The home portfolio is with the NCP and the minister in charge, Anil Deshmukh, was allegedly caught unawares by the circular, issued at the behest of Chief Minister and Shiv Sena chief Uddhav Thackeray. The rule was eventually scrapped.
A few days later, it was the Shiv Sena’s turn to feel snubbed when Mumbai Police internally transferred 10 deputy commissioners of police (DCPs). While the NCP’s Deshmukh is believed to have been in the know, the order caught Thackeray by surprise. Within 72 hours, the transfers were reversed.

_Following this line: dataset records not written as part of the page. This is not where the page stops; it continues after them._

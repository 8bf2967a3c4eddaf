use super::*;

use omc_core::{gateways::classify::ClassifierGateway, resolver};
use usecases::{CategorySettings, NewLocationProposal};

/// The outcome of the details form of a new location.
#[derive(Debug, Clone, PartialEq)]
pub enum NewLocationDraft {
    /// No similar location exists.
    Unique(LocationSnapshot),
    /// The proposal has been parked until the requester
    /// decided whether to merge it into the existing location.
    NearMatch { draft: Id, existing: Location },
}

pub fn prepare_new_location(
    connections: &sqlite::Connections,
    sessions: &dyn SessionStore,
    requester_id: &UserId,
    proposal: NewLocationProposal,
) -> Result<NewLocationDraft> {
    let snapshot = usecases::validate_new_location(&proposal)?;
    let near_match = resolver::find_near_match(&connections.shared()?, &snapshot.name)?;
    let Some(existing) = near_match else {
        return Ok(NewLocationDraft::Unique(snapshot));
    };
    let draft = Id::new();
    let edits = proposal.into_field_edits(Timestamp::now());
    sessions.save(
        requester_id,
        &EditTarget::Draft(draft.clone()),
        &snapshot.name,
        edits,
    );
    debug!(
        "Parked proposal '{}' of {requester_id} similar to location {}",
        snapshot.name, existing.id
    );
    Ok(NewLocationDraft::NearMatch { draft, existing })
}

/// Reads a parked proposal from the session store.
pub fn resume_new_location(
    sessions: &dyn SessionStore,
    requester_id: &UserId,
    draft: &Id,
) -> Result<LocationSnapshot> {
    let session = sessions.get(requester_id, &EditTarget::Draft(draft.clone()));
    if session.is_empty() {
        // Expired or already submitted
        return Err(RepoError::NotFound.into());
    }
    let proposal = NewLocationProposal::from_session(&session);
    Ok(usecases::validate_new_location(&proposal)?)
}

/// Submits a parked proposal for review.
///
/// The draft is discarded after the request has been stored.
#[allow(clippy::too_many_arguments)]
pub fn submit_parked_location(
    connections: &sqlite::Connections,
    channel: &dyn ModerationChannel,
    classifier: Option<&dyn ClassifierGateway>,
    settings: &CategorySettings,
    sessions: &dyn SessionStore,
    requester_id: &UserId,
    draft: &Id,
    merge_into: Option<&Id>,
) -> Result<ChangeRequest> {
    let proposal = resume_new_location(sessions, requester_id, draft)?;
    let stored = submit_new_location(
        connections,
        channel,
        classifier,
        settings,
        requester_id.clone(),
        proposal,
        merge_into,
    )?;
    sessions.delete(requester_id, &EditTarget::Draft(draft.clone()));
    Ok(stored)
}

/// Classifies the proposal and submits it for review.
///
/// Approving a proposal that has been merged into an
/// existing location will update that location.
pub fn submit_new_location(
    connections: &sqlite::Connections,
    channel: &dyn ModerationChannel,
    classifier: Option<&dyn ClassifierGateway>,
    settings: &CategorySettings,
    requester_id: UserId,
    proposal: LocationSnapshot,
    merge_into: Option<&Id>,
) -> Result<ChangeRequest> {
    let existing = match merge_into {
        Some(id) => Some(connections.shared()?.get_location(id.as_str())?),
        None => None,
    };
    let category =
        usecases::classify_category(classifier, settings, &proposal.name, &proposal.description);
    let request =
        usecases::new_location_request(requester_id, proposal, category, existing.as_ref());
    post_and_store(connections, channel, request)
}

Both these incidents caused a stir as they exposed a lack of coordination between the parties that form the Maha Vikas Aghadi (MVA) government in Maharashtra, and raised questions on the authority of the city’s top cop — Mumbai Police Commissioner Param Bir Singh.
But being under the spotlight is nothing new for the 1988-batch IPS officer, one of the last from the 1990s ‘encounter specialists’ era who is still in service — be it the ill-timed 2018 press conference in connection with the Elgar Parishad probe, or the questions raised by the controversial 2019 “clean chit” to Deputy Chief Minister Ajit Pawar in the high-profile irrigation scam that dates back to the Congress-NCP government’s tenure from 1999-2014.
However, he is also a celebrated officer who is known to be fearless in the line of duty and compassionate with his subordinates.
Speaking to ThePrint, colleagues and juniors made light of the latest controversy surrounding Singh. While there is always some level of political interference in the functioning of police, they said, Singh never lets his force feel the heat of it.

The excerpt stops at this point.